We investigated this relationship for all three networks (e.g. PH, HE, PHE). The top three panels represent changes in mean diet breadth for each consumer trophic level; mean herbivore and enemy diet breadth were used for the PH and HE networks respectively, while the mean diet breadth for all consumers (herbivores plus enemies) was used for PHE networks. The middle three panels denote community richness for each respective network, which is the total number of species found in all trophic levels. The lower panel displays semi-partial correlations with total community abundance, which equals the sum of all individuals within each trophic level. The solid black lines are least squares regression lines.

https://doi.org/10.1371/journal.pone.0193822.g003

Diet breadth, species richness, and species abundance all significantly influenced the association between interaction and species diversity (partly due to the high power associated with large sample sizes), but the strength of the effects differed among the networks being investigated (Fig 3; S2 Table).
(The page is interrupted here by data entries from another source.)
//! AgentBackend trait: the narrow surface of the stateful agent platform.
//!
//! The gateway never reasons, remembers, or executes tools itself. It only
//! looks agents up, keeps their tool attachments and overlay memory block in
//! sync, and exchanges messages. Everything else is opaque.
//!
//! Implementations: `LettaClient` (HTTP), plus recording mocks in tests.

use async_trait::async_trait;
use serde::{Deserialize, Serialize};

use crate::error::BackendError;
use crate::message::OutboundMessage;
use crate::tool::{BackendTool, ProxyToolStub};

/// An agent known to the backend.
#[derive(Debug, Clone, PartialEq, Eq, Serialize, Deserialize)]
pub struct AgentInfo {
    pub id: String,
    pub name: String,
    #[serde(default, skip_serializing_if = "Option::is_none")]
    pub project_id: Option<String>,
}

/// A durable memory block on the backend.
#[derive(Debug, Clone, PartialEq, Serialize, Deserialize)]
pub struct Block {
    pub id: String,

    #[serde(default, skip_serializing_if = "Option::is_none")]
    pub label: Option<String>,

    #[serde(default)]
    pub value: String,

    #[serde(default, skip_serializing_if = "Option::is_none")]
    pub metadata: Option<serde_json::Value>,

    #[serde(default, skip_serializing_if = "Option::is_none")]
    pub project_id: Option<String>,

    /// Maximum size of `value` in characters
    #[serde(default, skip_serializing_if = "Option::is_none")]
    pub limit: Option<usize>,

    #[serde(default)]
    pub read_only: bool,
}

/// Parameters for creating a memory block.
#[derive(Debug, Clone, PartialEq, Serialize, Deserialize)]
pub struct NewBlock {
    pub label: String,
    pub value: String,
    pub metadata: serde_json::Value,
    #[serde(default, skip_serializing_if = "Option::is_none")]
    pub project_id: Option<String>,
    pub limit: usize,
    pub read_only: bool,
}

/// Parameters for updating a memory block's value.
#[derive(Debug, Clone, PartialEq, Serialize, Deserialize)]
pub struct BlockUpdate {
    pub label: String,
    pub value: String,
    #[serde(default, skip_serializing_if = "Option::is_none")]
    pub project_id: Option<String>,
}

/// Token usage information.
#[derive(Debug, Clone, Copy, Default, PartialEq, Eq, Serialize, Deserialize)]
pub struct Usage {
    pub prompt_tokens: u32,
    pub completion_tokens: u32,
    pub total_tokens: u32,
}

/// A typed event produced by a message exchange with an agent.
#[derive(Debug, Clone, PartialEq, Serialize, Deserialize)]
#[serde(tag = "type", rename_all = "snake_case")]
pub enum AgentEvent {
    /// Text the agent addressed to the user.
    AssistantText { text: String },

    /// Internal reasoning / thinking text.
    Reasoning { text: String },

    /// The agent invoked a tool.
    ToolCall {
        id: String,
        name: String,
        arguments: String,
    },

    /// A tool invocation returned (server-side execution).
    ToolReturn {
        tool_call_id: Option<String>,
        output: String,
    },

    /// Why the agent stopped.
    StopReason { reason: String },

    /// Token accounting for the exchange.
    Usage(Usage),
}

impl AgentEvent {
    /// Short name used in logs.
    pub fn kind(&self) -> &'static str {
        match self {
            Self::AssistantText { .. } => "assistant_text",
            Self::Reasoning { .. } => "reasoning",
            Self::ToolCall { .. } => "tool_call",
            Self::ToolReturn { .. } => "tool_return",
            Self::StopReason { .. } => "stop_reason",
            Self::Usage(_) => "usage",
        }
    }
}

/// The complete (non-streaming) result of a message exchange.
#[derive(Debug, Clone, Default, PartialEq, Serialize, Deserialize)]
pub struct AgentResponse {
    pub events: Vec<AgentEvent>,
    pub usage: Option<Usage>,
}

/// Receiver half of a streamed message exchange.
pub type EventStream = tokio::sync::mpsc::Receiver<Result<AgentEvent, BackendError>>;

/// The core AgentBackend trait.
///
/// Every method is a single backend round-trip and reports failure as a
/// typed `BackendError`; callers decide whether a failure is fatal.
#[async_trait]
pub trait AgentBackend: Send + Sync {
    /// A human-readable name for this backend (e.g. "letta").
    fn name(&self) -> &str;

    /// List all agents.
    async fn list_agents(&self) -> Result<Vec<AgentInfo>, BackendError>;

    /// List the tools currently attached to an agent.
    async fn list_agent_tools(&self, agent_id: &str) -> Result<Vec<BackendTool>, BackendError>;

    /// Register (or re-register) a proxy tool, returning the backend's handle.
    async fn register_tool(&self, stub: &ProxyToolStub) -> Result<BackendTool, BackendError>;

    async fn attach_tool(&self, agent_id: &str, tool_id: &str) -> Result<(), BackendError>;

    async fn detach_tool(&self, agent_id: &str, tool_id: &str) -> Result<(), BackendError>;

    /// List the memory blocks attached to an agent.
    async fn list_agent_blocks(&self, agent_id: &str) -> Result<Vec<Block>, BackendError>;

    async fn create_block(&self, block: NewBlock) -> Result<Block, BackendError>;

    async fn update_block(&self, block_id: &str, update: BlockUpdate)
    -> Result<Block, BackendError>;

    async fn attach_block(&self, agent_id: &str, block_id: &str) -> Result<(), BackendError>;

    /// Send a batch of messages and wait for the complete response.
    async fn send_messages(
        &self,
        agent_id: &str,
        messages: Vec<OutboundMessage>,
    ) -> Result<AgentResponse, BackendError>;

    /// Send a batch of messages and receive events as they are produced.
    ///
    /// Default implementation calls `send_messages()` and replays the result.
    async fn stream_messages(
        &self,
        agent_id: &str,
        messages: Vec<OutboundMessage>,
    ) -> Result<EventStream, BackendError> {
        let response = self.send_messages(agent_id, messages).await?;
        let (tx, rx) = tokio::sync::mpsc::channel(response.events.len().max(1) + 1);
        for event in response.events {
            let _ = tx.send(Ok(event)).await;
        }
        if let Some(usage) = response.usage {
            let _ = tx.send(Ok(AgentEvent::Usage(usage))).await;
        }
        Ok(rx)
    }

    /// Health check: can we reach the backend?
    async fn health_check(&self) -> Result<bool, BackendError> {
        self.list_agents().await.map(|_| true)
    }
}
Communities with greater mean consumer diet breadth (i.e. increased generalization) resulted in more positive residuals between species and interaction diversity in PH networks (β = 1.5, P<0.001) (Fig 3). Positive residuals in this case signify higher values of interaction diversity then would be expected given the diversity of species. Similar, but larger effects of diet breadth on relationships between species and interaction diversity were observed in HE (β = 3.53, P < 0.001) and PHE (β = 10.6, P < 0.001) networks (Fig 3).

The effect of species richness on the relationships between species and interaction diversity was significant for all three networks (Fig 3; S2 Table). Increased species richness was positively associated with the residual values of PH (β = 0.013, P = 0.007) and HE networks (β = 0.039, P<0.001). Relationships to PHE network (β = 0.23, P<0.001) residuals displayed the most pronounced, positive linear relationship with increased species richness. These results revealed that local communities with higher values of species richness yielded more interactions than expected based on the number of species present in the community and that effect is strongest when three trophic levels is considered. The variance explained within each model improved in successively higher trophic levels and was greatest when all three trophic levels were incorporated in the models (S2 Table).

Abundance revealed statistically significant linear relationships with residual values from all three networks, but the strength of these associations were relatively weak compared to diet breadth and species richness. Total abundance in PH (β = 0.0041, P<0.001) and HE (β = 0.007, P<0.001) networks displayed the weakest association with residual values (S2 Table). Total abundance within PHE networks revealed the largest positive estimate, but the slope was still noticeably small (β = 0.015, P<0.001). In two of three cases (e.g., richness and abundance), variance explained was greatest when all three trophic levels were considered. Changes in consumer diet breadth resulted in the largest estimate, but models that included richness explained the most variance.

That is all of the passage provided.